Sometimes in life, you have to be patted on the head, recognized for the efforts you make. As a little boy, I used to watch this certain fella, Capn' Bud, in fascination. I guess you could call him a hero, a role model. He would stand on the sidelines with an icy glare, expression never changing as all hell broke loose in front of him. His stoicism hid deeper thoughts, masked his emotions. You couldn't read him. And I thought that was cool, that it was ideal to remain a mystery, inscrutable, never let 'em know what you're thinking. Never offer more than you have to.


Capn' Bud was recently honored, inducted into an exclusive club. At the ceremony, he broke down in tears, and for once, the mask came off. As he stood emotionally naked, I saw another side I always wanted to see. Complexity in its rawest form. Yet for some of us, once the mask comes off, the fear is there will be nothing there to find. I could never convince my friend, the one with a man talkin dog, that I was but a simple man. I do think she thought I was too stupid to know about love, but I was just stupid enough.

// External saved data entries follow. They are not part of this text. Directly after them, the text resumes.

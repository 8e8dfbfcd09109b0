//! Error types for the file-backed store.
//!
//! All errors are propagated via [`DbError`], which records the path the
//! failing operation touched. The economy sees them as
//! [`StoreError::Backend`] through the `From` conversion below.

use std::path::PathBuf;

use reservoir_core::StoreError;

/// Errors that can occur in the persistence layer.
#[derive(Debug, thiserror::Error)]
pub enum DbError {
    /// Reading, writing, or renaming the state file failed.
    #[error("I/O error on {path}: {source}")]
    Io {
        /// File or directory being accessed.
        path: PathBuf,
        /// Underlying error.
        source: std::io::Error,
    },

    /// The state file could not be encoded or decoded.
    #[error("Serialization error: {0}")]
    Serialization(#[from] serde_json::Error),

    /// The state file was written by an incompatible format version.
    #[error("Unsupported state file version {found} (expected {expected})")]
    UnsupportedVersion {
        /// Version found on disk.
        found: u32,
        /// Version this build reads and writes.
        expected: u32,
    },
}

impl DbError {
    /// Attach a path to an I/O error.
    pub(crate) fn io(path: impl Into<PathBuf>, source: std::io::Error) -> Self {
        Self::Io {
            path: path.into(),
            source,
        }
    }
}

impl From<DbError> for StoreError {
    fn from(err: DbError) -> Self {
        match err {
            DbError::Serialization(inner) => Self::Serialization(inner),
            other => Self::Backend(other.to_string()),
        }
    }
}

You change as you grow older. A recent local hero, Big Herbie, performed his occupation with more enthusiasm, a goof ball that played a game just like a little boy. He seemed to be having so much fun, so when he announced his retirement because his body was falling apart and he wasn't having fun anymore, it added an additional layer of sadness to an already melancholy announcement. His message was that although it all may all seem like a business, the attitude you take is what really makes the difference. I'll miss the big guy, miss him a lot.


But life don't stop for no one. We're all here for such a short time. My mama told me never to take anything or anyone for granted. You don't know what you got till it's gone. It may not seem like it, because there are so many reminders, but every one of us is an individual; unique in our own way; special in what we have to offer to the mix. You never know who you'll run into and what role they will play. Mama said that we're all different, and because we're all different, that makes us all the same. The more you begin to realize that alone as we all might feel, life is about sharing. It's like a big old smelly shoe, sometimes it stinks but it's what's gotta get you where you want to go.